Portrait of Aditya Mahajan

Aditya Mahajan

Associate Academic Member
Associate Professor, McGill University, Department of Electrical and Computer Engineering
Research Topics
Reinforcement Learning

Biography

Aditya Mahajan is a professor in the Department of Electrical and Computer Engineering at McGill University and an associate academic member of Mila – Quebec Artificial Intelligence Institute.

He is also a member of the McGill Centre for Intelligent Machines (CIM), the International Laboratory for Learning Systems (ILLS), and the Group for Research in Decision Analysis (GERAD).
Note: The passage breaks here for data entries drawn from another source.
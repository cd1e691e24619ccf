//! Simulation engine
//!
//! Drives one full election day for a precinct:
//!
//! ```text
//! For each voter, in arrival order:
//! 1. Advance the clock to the arrival time
//! 2. Free every booth whose occupant has finished
//! 3. Open booth → admit immediately
//! 4. No booth → compute the wait until the next release; tolerant
//!    voters wait and are then admitted, intolerant voters balk
//! After the last voter: drain the remaining occupants
//! ```
//!
//! The engine is single-threaded and deterministic: concurrent booth
//! contention is modeled entirely through timestamp bookkeeping on a
//! non-decreasing simulation clock. The balk decision happens exactly
//! once, at admission-contention time — a voter told to wait always gets
//! the booth once the clock reaches the release time; there is no
//! reneging while waiting.

use crate::arrivals::VoterGenerator;
use crate::booths::{BoothPool, PoolError};
use crate::models::precinct::PrecinctConfig;
use crate::models::voter::Voter;
use thiserror::Error;

/// Simulation error types
///
/// Every variant is a contract violation: the caller handed the core
/// something its preconditions forbid. None are retried or swallowed.
#[derive(Debug, Clone, Error, PartialEq, Eq)]
pub enum SimulationError {
    /// Precinct configuration failed validation
    #[error("invalid config: {0}")]
    InvalidConfig(String),

    /// Calibration requested with zero trials
    #[error("calibration requires at least 1 trial, got {0}")]
    InvalidTrialCount(usize),

    /// Booth pool contract violation
    #[error("booth pool error: {0}")]
    Pool(#[from] PoolError),
}

/// A precinct and its simulation engine
///
/// Owns the validated configuration and the voter generator; each
/// [`simulate`](Precinct::simulate) call is an independent run over a
/// freshly generated voter list.
///
/// # Example
/// ```
/// use polling_simulator_core_rs::{BoothPool, Precinct, PrecinctConfig};
///
/// let config = PrecinctConfig {
///     name: "Downtown".to_string(),
///     hours_open: 1,
///     num_voters: 10,
///     arrival_rate: 0.17,
///     voting_duration_rate: 0.1,
///     impatience_prob: 0.1,
/// };
///
/// let precinct = Precinct::new(config).unwrap();
/// let mut booths = BoothPool::new(2).unwrap();
/// let voters = precinct.simulate(42, &mut booths, 15.0).unwrap();
///
/// for voter in &voters {
///     if voter.voted() {
///         assert!(voter.start_time().unwrap() >= voter.arrival_time());
///     }
/// }
/// ```
#[derive(Debug, Clone)]
pub struct Precinct {
    generator: VoterGenerator,
}

impl Precinct {
    /// Create a precinct from a validated configuration
    ///
    /// # Errors
    /// [`SimulationError::InvalidConfig`] if a rate is non-positive or
    /// non-finite, the impatience probability falls outside [0, 1], or
    /// the precinct is open for zero hours.
    pub fn new(config: PrecinctConfig) -> Result<Self, SimulationError> {
        Self::validate_config(&config)?;
        Ok(Self {
            generator: VoterGenerator::new(config),
        })
    }

    fn validate_config(config: &PrecinctConfig) -> Result<(), SimulationError> {
        if config.hours_open == 0 {
            return Err(SimulationError::InvalidConfig(
                "hours_open must be at least 1".to_string(),
            ));
        }
        if !(config.arrival_rate.is_finite() && config.arrival_rate > 0.0) {
            return Err(SimulationError::InvalidConfig(format!(
                "arrival_rate must be positive and finite, got {}",
                config.arrival_rate
            )));
        }
        if !(config.voting_duration_rate.is_finite() && config.voting_duration_rate > 0.0) {
            return Err(SimulationError::InvalidConfig(format!(
                "voting_duration_rate must be positive and finite, got {}",
                config.voting_duration_rate
            )));
        }
        if !(0.0..=1.0).contains(&config.impatience_prob) {
            return Err(SimulationError::InvalidConfig(format!(
                "impatience_prob must be in [0, 1], got {}",
                config.impatience_prob
            )));
        }
        Ok(())
    }

    /// The precinct configuration
    pub fn config(&self) -> &PrecinctConfig {
        self.generator.config()
    }

    /// Simulate one election day
    ///
    /// Generates the voter list for `seed`, runs the admission loop, and
    /// returns the voters with their outcome fields populated. The booth
    /// pool is borrowed exclusively for the run and is empty again when
    /// the call returns, so the same pool may be reused across runs.
    ///
    /// # Errors
    /// Propagates [`PoolError`] contract violations; a well-formed pool
    /// and voter list never trigger them.
    pub fn simulate(
        &self,
        seed: u64,
        booths: &mut BoothPool,
        impatience_threshold: f64,
    ) -> Result<Vec<Voter>, SimulationError> {
        let mut voters = self.generator.generate_voters(seed);
        run_day(&mut voters, booths, impatience_threshold)?;
        Ok(voters)
    }
}

/// Run the admission loop over a pre-built voter list
///
/// The engine core behind [`Precinct::simulate`]. Public so callers with
/// hand-crafted arrival lists (scenario tests, what-if analyses) can
/// drive the state machine without going through the stochastic
/// generator. Voters must be in arrival order; the pool must be empty.
pub fn run_day(
    voters: &mut [Voter],
    booths: &mut BoothPool,
    impatience_threshold: f64,
) -> Result<(), SimulationError> {
    let mut current_time: f64 = 0.0;

    for (index, voter) in voters.iter_mut().enumerate() {
        current_time = current_time.max(voter.arrival_time());
        release_finished(booths, current_time)?;

        if booths.has_capacity() {
            start_voting(voter, index, current_time, booths)?;
            continue;
        }

        let next_free = booths.next_release()?;
        let wait = next_free - voter.arrival_time();
        let tolerates = !voter.is_impatient() || wait <= impatience_threshold;

        if tolerates {
            current_time = current_time.max(next_free);
            release_finished(booths, current_time)?;
            start_voting(voter, index, current_time, booths)?;
        }
        // Intolerant: balk. Outcome fields stay unset and no booth
        // slot is consumed.
    }

    // Drain so the pool starts empty for a subsequent run
    while booths.has_occupant() {
        booths.release_earliest()?;
    }

    Ok(())
}

/// Free every booth whose occupant departs at or before `current_time`.
fn release_finished(booths: &mut BoothPool, current_time: f64) -> Result<(), PoolError> {
    while booths.has_occupant() && booths.next_release()? <= current_time {
        booths.release_earliest()?;
    }
    Ok(())
}

/// Admit `voter` to a booth at `current_time`.
fn start_voting(
    voter: &mut Voter,
    index: usize,
    current_time: f64,
    booths: &mut BoothPool,
) -> Result<(), PoolError> {
    voter.begin_voting(current_time);
    booths.admit(index, voter)
}

#[cfg(test)]
mod tests {
    use super::*;

    fn config() -> PrecinctConfig {
        PrecinctConfig {
            name: "TEST".to_string(),
            hours_open: 1,
            num_voters: 10,
            arrival_rate: 0.5,
            voting_duration_rate: 0.2,
            impatience_prob: 0.1,
        }
    }

    #[test]
    fn test_invalid_rate_rejected() {
        let mut bad = config();
        bad.arrival_rate = 0.0;
        assert!(matches!(
            Precinct::new(bad),
            Err(SimulationError::InvalidConfig(_))
        ));
    }

    #[test]
    fn test_invalid_probability_rejected() {
        let mut bad = config();
        bad.impatience_prob = 1.5;
        assert!(matches!(
            Precinct::new(bad),
            Err(SimulationError::InvalidConfig(_))
        ));
    }

    #[test]
    fn test_zero_hours_rejected() {
        let mut bad = config();
        bad.hours_open = 0;
        assert!(matches!(
            Precinct::new(bad),
            Err(SimulationError::InvalidConfig(_))
        ));
    }

    #[test]
    fn test_pool_drained_after_run() {
        let precinct = Precinct::new(config()).unwrap();
        let mut booths = BoothPool::new(2).unwrap();

        precinct.simulate(42, &mut booths, 100.0).unwrap();
        assert!(!booths.has_occupant(), "pool must be drained on exit");
    }
}
//! Calibration searches
//!
//! Answers the provisioning questions for a precinct: what is the
//! smallest impatience threshold (given a booth count), or the smallest
//! booth count (given a threshold), under which every generated voter
//! gets to vote?
//!
//! Each question is a monotone-parameter linear scan over single
//! simulation runs, repeated across independent seeded trials and
//! aggregated by the median. The scans assume the predicate "every voter
//! voted" is non-decreasing in the scanned parameter for a fixed seed;
//! under a non-monotone predicate they return the first, not necessarily
//! globally minimal, satisfying value. Termination of the unbounded
//! upward scans is a liveness assumption of the stochastic model: with a
//! finite voter list, a large enough threshold (or booth count) always
//! serves everyone.
//!
//! Trials share no mutable state and run on scoped threads; the only
//! serialization point is the final sort-and-select-median step.

use crate::booths::BoothPool;
use crate::engine::{Precinct, SimulationError};
use crate::models::voter::Voter;

/// Step between successive threshold candidates (1, 11, 21, ...)
const THRESHOLD_STEP: u32 = 10;

/// Did every voter in the run vote?
///
/// An empty voter list (nobody arrived before closing) counts as
/// trivially served, so the scans terminate at their first candidate.
fn all_voted(voters: &[Voter]) -> bool {
    voters.iter().all(Voter::voted)
}

/// Upper median of per-trial results
///
/// Sorts ascending and returns the element at index `len / 2` — the
/// upper median when the count is even.
///
/// # Panics
/// Panics if `results` is empty; callers validate the trial count first.
///
/// # Example
/// ```
/// use polling_simulator_core_rs::calibration::median_of_trials;
///
/// assert_eq!(median_of_trials(vec![10, 20, 20, 30]), 20);
/// ```
pub fn median_of_trials(mut results: Vec<u32>) -> u32 {
    assert!(!results.is_empty(), "median of empty trial list");
    results.sort_unstable();
    results[results.len() / 2]
}

/// Unbounded upward linear scan
///
/// Tries `start`, `start + step`, `start + 2*step`, ... and returns the
/// first candidate for which the predicate holds. Under a non-monotone
/// predicate this is the first, not the global minimal, satisfying
/// value. Never terminates if the predicate never holds.
fn scan_upward<P>(start: u32, step: u32, mut predicate: P) -> Result<u32, SimulationError>
where
    P: FnMut(u32) -> Result<bool, SimulationError>,
{
    let mut candidate = start;
    loop {
        if predicate(candidate)? {
            return Ok(candidate);
        }
        candidate += step;
    }
}

/// Minimal satisfying threshold for a single seeded trial
///
/// Scans candidates 1, 11, 21, ... and returns the first threshold under
/// which every voter voted when simulated with `seed` on `booths`. The
/// pool is reused across candidates; the engine's drain-on-exit invariant
/// keeps successive runs independent.
pub fn find_trial_threshold(
    seed: u64,
    precinct: &Precinct,
    booths: &mut BoothPool,
) -> Result<u32, SimulationError> {
    scan_upward(1, THRESHOLD_STEP, |candidate| {
        let voters = precinct.simulate(seed, booths, f64::from(candidate))?;
        Ok(all_voted(&voters))
    })
}

/// Minimal satisfying booth count for a single seeded trial
///
/// Scans 1, 2, 3, ... with a fresh pool of each candidate size and
/// returns the first count under which every voter voted.
pub fn find_trial_capacity(
    seed: u64,
    precinct: &Precinct,
    impatience_threshold: f64,
) -> Result<u32, SimulationError> {
    scan_upward(1, 1, |candidate| {
        let mut booths = BoothPool::new(candidate as usize)?;
        let voters = precinct.simulate(seed, &mut booths, impatience_threshold)?;
        Ok(all_voted(&voters))
    })
}

/// Median impatience threshold across independent trials
///
/// Runs [`find_trial_threshold`] for seeds `seed + 0 .. seed + trials-1`,
/// one scoped thread per trial, and returns the upper median of the
/// per-trial minima.
///
/// # Errors
/// [`SimulationError::InvalidTrialCount`] if `trials` is zero;
/// [`crate::booths::PoolError::NonPositiveCapacity`] (via
/// [`SimulationError::Pool`]) if `capacity` is zero.
///
/// # Example
/// ```
/// use polling_simulator_core_rs::calibration::find_threshold;
/// use polling_simulator_core_rs::{Precinct, PrecinctConfig};
///
/// let config = PrecinctConfig {
///     name: "Downtown".to_string(),
///     hours_open: 1,
///     num_voters: 10,
///     arrival_rate: 0.17,
///     voting_duration_rate: 0.1,
///     impatience_prob: 0.1,
/// };
/// let precinct = Precinct::new(config).unwrap();
///
/// let threshold = find_threshold(42, &precinct, 2, 5).unwrap();
/// assert_eq!(threshold % 10, 1); // candidates are 1, 11, 21, ...
/// ```
pub fn find_threshold(
    seed: u64,
    precinct: &Precinct,
    capacity: usize,
    trials: usize,
) -> Result<u32, SimulationError> {
    if trials == 0 {
        return Err(SimulationError::InvalidTrialCount(trials));
    }

    let results = run_trials(trials, seed, |trial_seed| {
        let mut booths = BoothPool::new(capacity)?;
        find_trial_threshold(trial_seed, precinct, &mut booths)
    })?;

    Ok(median_of_trials(results))
}

/// Median booth count across independent trials
///
/// Runs [`find_trial_capacity`] for seeds `seed + 0 .. seed + trials-1`,
/// one scoped thread per trial, and returns the upper median of the
/// per-trial minima.
///
/// # Errors
/// [`SimulationError::InvalidTrialCount`] if `trials` is zero.
pub fn find_capacity(
    seed: u64,
    precinct: &Precinct,
    impatience_threshold: f64,
    trials: usize,
) -> Result<u32, SimulationError> {
    if trials == 0 {
        return Err(SimulationError::InvalidTrialCount(trials));
    }

    let results = run_trials(trials, seed, |trial_seed| {
        find_trial_capacity(trial_seed, precinct, impatience_threshold)
    })?;

    Ok(median_of_trials(results))
}

/// Run `trials` independent single-trial searches on scoped threads.
///
/// Trial `i` uses seed `base_seed + i`. Results come back in trial
/// order; the first contract violation aborts the whole batch.
fn run_trials<F>(
    trials: usize,
    base_seed: u64,
    trial_fn: F,
) -> Result<Vec<u32>, SimulationError>
where
    F: Fn(u64) -> Result<u32, SimulationError> + Sync,
{
    std::thread::scope(|scope| {
        let handles: Vec<_> = (0..trials)
            .map(|trial| {
                let trial_fn = &trial_fn;
                let trial_seed = base_seed.wrapping_add(trial as u64);
                scope.spawn(move || trial_fn(trial_seed))
            })
            .collect();

        handles
            .into_iter()
            .map(|handle| {
                handle
                    .join()
                    .unwrap_or_else(|panic| std::panic::resume_unwind(panic))
            })
            .collect()
    })
}
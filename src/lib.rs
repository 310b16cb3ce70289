//! # Ringchat - serverless encrypted group chat
//!
//! Ringchat connects every member of a chat group directly over TCP and
//! agrees a shared group key with a ring-based multi-party Diffie-Hellman
//! exchange. There is no server: any member can admit newcomers.
//!
//! ## Overview
//!
//! - A newcomer asks any member for the **roster** and receives its ring index
//! - It dials every listed member and asks to be **admitted**
//! - The member holding the highest index starts a **ring round**
//! - After `N` chains of `N - 1` hops every member holds the same secret
//! - Chat text is **encrypted** under that secret and sent to every member
//!
//! ## Example Usage
//!
//! ```no_run
//! use ringchat::chat::{ChatNode, NodeConfig};
//!
//! # async fn run() -> Result<(), ringchat::chat::ChatError> {
//! let (node, mut events) = ChatNode::start(NodeConfig::new("127.0.0.1:8091")).await?;
//! node.connect("127.0.0.1:8090").await?;
//!
//! while let Some(event) = events.recv().await {
//!     println!("{}", event);
//! }
//! # Ok(())
//! # }
//! ```
//!
//! ## Modules
//!
//! - [`crypto`]: Big-integer arithmetic, Diffie-Hellman keys, payload encryption
//! - [`chat`]: Wire protocol, membership directory, ring protocol, running node

pub mod chat;
pub mod crypto;

pub use chat::{ChatError, ChatEvent, ChatNode, NodeConfig};
pub use crypto::DhKey;
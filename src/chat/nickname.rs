//! Friendly display names derived from a peer's listen port.

const ADJECTIVES: [&str; 17] = [
    "Brave", "Coward", "Strong", "High", "Golden", "Heavy", "Mighty", "Handsome", "Fast", "Slow",
    "Red", "Green", "Black", "Orange", "Attractive", "Lazy", "Nasty",
];

const ANIMALS: [&str; 25] = [
    "Monkey 🙉",
    "Monke 🐒",
    "Gorilla 🦍",
    "Dog 🐕",
    "Orangutan 🦧",
    "Poodle 🐩",
    "Wolf 🐺",
    "Fox 🦊",
    "Raccoon 🦝",
    "Cat 🐱",
    "Lion 🦁",
    "Horse 🐴",
    "Unicorn 🦄",
    "Pig 🐷",
    "Goat 🐐",
    "Elephant 🐘",
    "Mouse 🐭",
    "Hamster 🐹",
    "Rabbit 🐰",
    "Bat 🦇",
    "Koala 🐨",
    "Duck 🦆",
    "Frog 🐸",
    "Parrot 🦜",
    "T-Rex 🦖",
];

/// Nickname for a port number.
pub fn nickname(port: u16) -> String {
    let adjective = ADJECTIVES[usize::from(port & 0xf)];
    let animal = ANIMALS[usize::from(port >> 8) % ANIMALS.len()];
    format!("{} {}", adjective, animal)
}

/// Nickname for a `host:port` address, or the address itself if it has no port.
pub fn nickname_for_address(address: &str) -> String {
    address
        .rsplit_once(':')
        .and_then(|(_, port)| port.parse::<u16>().ok())
        .map(nickname)
        .unwrap_or_else(|| address.to_string())
}
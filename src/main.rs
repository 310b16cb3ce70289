//! Ringchat - serverless encrypted group chat
//!
//! A CLI for joining or starting a peer-to-peer chat group whose members
//! agree a shared key with ring Diffie-Hellman.

mod commands;

use anyhow::Result;
use clap::Parser;
use tracing_subscriber::prelude::*;
use tracing_subscriber::EnvFilter;

use commands::{ChatCommand, CommandExecutor};

/// Ringchat - serverless encrypted group chat
///
/// Start a node, optionally join an existing member, then type to chat.
/// Lines starting with `/` are commands: /connect, /rekey, /peers, /quit.
#[derive(Parser)]
#[command(name = "ringchat")]
#[command(version)]
#[command(about = "Serverless P2P group chat with ring Diffie-Hellman key agreement")]
#[command(long_about = None)]
struct Cli {
    /// Log debug details to stderr (RUST_LOG takes precedence)
    #[arg(short, long)]
    verbose: bool,

    #[command(flatten)]
    chat: ChatCommand,
}

fn setup_logging(verbose: bool) {
    let default_level = if verbose { "debug" } else { "info" };
    let filter = EnvFilter::try_from_default_env().unwrap_or_else(|_| EnvFilter::new(default_level));

    tracing_subscriber::registry()
        .with(tracing_subscriber::fmt::layer().with_writer(std::io::stderr))
        .with(filter)
        .try_init()
        .ok();
}

fn main() -> Result<()> {
    let cli = Cli::parse();
    setup_logging(cli.verbose);
    cli.chat.execute()
}
//! Two-party Diffie-Hellman key material.
//!
//! A [`DhKey`] holds `(p, g, a)` and the derived value `v = g^a mod p`.
//! When built from fresh parameters `v` is the public contribution; after
//! [`DhKey::derive_from_public`] it is a shared value. The ring protocol in
//! `chat::ring` is a chain of these single exponentiation steps.

use std::fmt;

use num_bigint::BigUint;
use num_traits::Zero;

use super::bigint::{
    mod_pow, primitive_root, random_integer, random_safe_prime, ArithmeticError,
    DEFAULT_PRIMALITY_ROUNDS,
};
use super::symmetric::{decrypt_symmetric, encrypt_symmetric, SymmetricError};

/// Default prime size for freshly generated parameters.
pub const KEY_LENGTH_BITS: u64 = 128;

/// Immutable Diffie-Hellman key material.
#[derive(Clone, PartialEq, Eq)]
pub struct DhKey {
    p: BigUint,
    g: BigUint,
    a: BigUint,
    value: BigUint,
}

impl DhKey {
    fn new(p: BigUint, g: BigUint, a: BigUint) -> Result<Self, ArithmeticError> {
        let value = mod_pow(&g, &a, &p)?;
        Ok(Self { p, g, a, value })
    }

    /// Generates fresh parameters and a private exponent with default sizes.
    pub fn create() -> Result<Self, ArithmeticError> {
        Self::create_with_bits(KEY_LENGTH_BITS, DEFAULT_PRIMALITY_ROUNDS)
    }

    /// Generates a `bits`-bit safe prime, its primitive root, and a private exponent.
    pub fn create_with_bits(bits: u64, rounds: usize) -> Result<Self, ArithmeticError> {
        let p = random_safe_prime(bits, rounds)?;
        let g = primitive_root(&p)?;
        let a = nonzero_exponent(bits)?;
        Self::new(p, g, a)
    }

    /// Reuses known `(p, g)` with a fresh private exponent sized to `p`.
    pub fn create_from_known_parameters(p: BigUint, g: BigUint) -> Result<Self, ArithmeticError> {
        let bits = 8 * ((p.bits() + 7) / 8);
        let a = nonzero_exponent(bits)?;
        Self::new(p, g, a)
    }

    /// Raises another party's value to our private exponent.
    ///
    /// The result shares `p` and `a` with `self`; its derived value is
    /// `their_value^a mod p`.
    pub fn derive_from_public(&self, their_value: &BigUint) -> Result<Self, ArithmeticError> {
        Self::new(self.p.clone(), their_value.clone(), self.a.clone())
    }

    /// The prime modulus.
    pub fn prime(&self) -> &BigUint {
        &self.p
    }

    /// The group generator this key was created with.
    pub fn generator(&self) -> &BigUint {
        &self.g
    }

    /// The derived value `g^a mod p`.
    pub fn value(&self) -> &BigUint {
        &self.value
    }

    /// True when this key was built on the given group parameters.
    pub fn shares_parameters(&self, p: &BigUint, g: &BigUint) -> bool {
        &self.p == p && &self.g == g
    }

    /// Encrypts `plaintext` under a key derived from the derived value.
    pub fn encrypt(&self, plaintext: &[u8]) -> Result<Vec<u8>, SymmetricError> {
        encrypt_symmetric(plaintext, &self.value.to_bytes_be())
    }

    /// Decrypts data produced by [`DhKey::encrypt`] with the same derived value.
    pub fn decrypt(&self, ciphertext: &[u8]) -> Result<Vec<u8>, SymmetricError> {
        decrypt_symmetric(ciphertext, &self.value.to_bytes_be())
    }
}

impl fmt::Debug for DhKey {
    fn fmt(&self, f: &mut fmt::Formatter<'_>) -> fmt::Result {
        // The private exponent stays out of logs.
        f.debug_struct("DhKey")
            .field("p", &self.p)
            .field("g", &self.g)
            .field("value", &self.value)
            .finish_non_exhaustive()
    }
}

fn nonzero_exponent(bits: u64) -> Result<BigUint, ArithmeticError> {
    loop {
        let a = random_integer(bits)?;
        if !a.is_zero() {
            return Ok(a);
        }
    }
}

#[cfg(test)]
mod tests {
    use super::*;

    fn small_key() -> DhKey {
        DhKey::create_with_bits(64, 20).unwrap()
    }

    #[test]
    fn test_create_produces_consistent_value() {
        let key = small_key();
        assert_eq!(key.prime().bits(), 64);
        assert_eq!(
            key.value(),
            &key.generator().modpow(&key.a, key.prime())
        );
    }

    #[test]
    fn test_default_create_uses_128_bit_prime() {
        let key = DhKey::create().unwrap();
        assert_eq!(key.prime().bits(), KEY_LENGTH_BITS);
    }

    #[test]
    fn test_two_party_agreement() {
        let alice = small_key();
        let bob =
            DhKey::create_from_known_parameters(alice.prime().clone(), alice.generator().clone())
                .unwrap();

        let alice_shared = alice.derive_from_public(bob.value()).unwrap();
        let bob_shared = bob.derive_from_public(alice.value()).unwrap();

        assert_eq!(alice_shared.value(), bob_shared.value());
    }

    #[test]
    fn test_chain_is_order_independent() {
        let first = small_key();
        let p = first.prime().clone();
        let g = first.generator().clone();
        let second = DhKey::create_from_known_parameters(p.clone(), g.clone()).unwrap();
        let third = DhKey::create_from_known_parameters(p, g).unwrap();

        // ((g^a1)^a2)^a3
        let forward = third
            .derive_from_public(second.derive_from_public(first.value()).unwrap().value())
            .unwrap();
        // ((g^a3)^a1)^a2
        let rotated = second
            .derive_from_public(first.derive_from_public(third.value()).unwrap().value())
            .unwrap();

        assert_eq!(forward.value(), rotated.value());
    }

    #[test]
    fn test_known_parameters_are_kept() {
        let key = small_key();
        let other =
            DhKey::create_from_known_parameters(key.prime().clone(), key.generator().clone())
                .unwrap();
        assert!(other.shares_parameters(key.prime(), key.generator()));
        assert!(!other.shares_parameters(key.prime(), key.value()));
    }

    #[test]
    fn test_encrypt_decrypt_with_shared_value() {
        let alice = small_key();
        let bob =
            DhKey::create_from_known_parameters(alice.prime().clone(), alice.generator().clone())
                .unwrap();
        let alice_shared = alice.derive_from_public(bob.value()).unwrap();
        let bob_shared = bob.derive_from_public(alice.value()).unwrap();

        for message in [&b""[..], b"hi", &[0xffu8; 1000][..]] {
            let ciphertext = alice_shared.encrypt(message).unwrap();
            assert_eq!(bob_shared.decrypt(&ciphertext).unwrap(), message);
        }
    }

    #[test]
    fn test_debug_hides_private_exponent() {
        let key = small_key();
        let rendered = format!("{:?}", key);
        assert!(!rendered.contains(" a:"));
    }
}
Mahajan received his BTech degree in electrical engineering from the Indian Institute of Technology Kanpur, and his MSc and PhD degrees in electrical engineering and computer science from the University of Michigan at Ann Arbor.

He is a senior member of the U.S. Institute of Electrical and Electronics Engineers (IEEE), as well as a member of Professional Engineers Ontario. He currently serves as associate editor for IEEE Transactions on Automatic Control, IEEE Control Systems Letters, and Mathematics of Control, Signals, and Systems (Springer). He served as associate editor for the conference editorial board of the IEEE Control Systems Society from 2014 to 2017.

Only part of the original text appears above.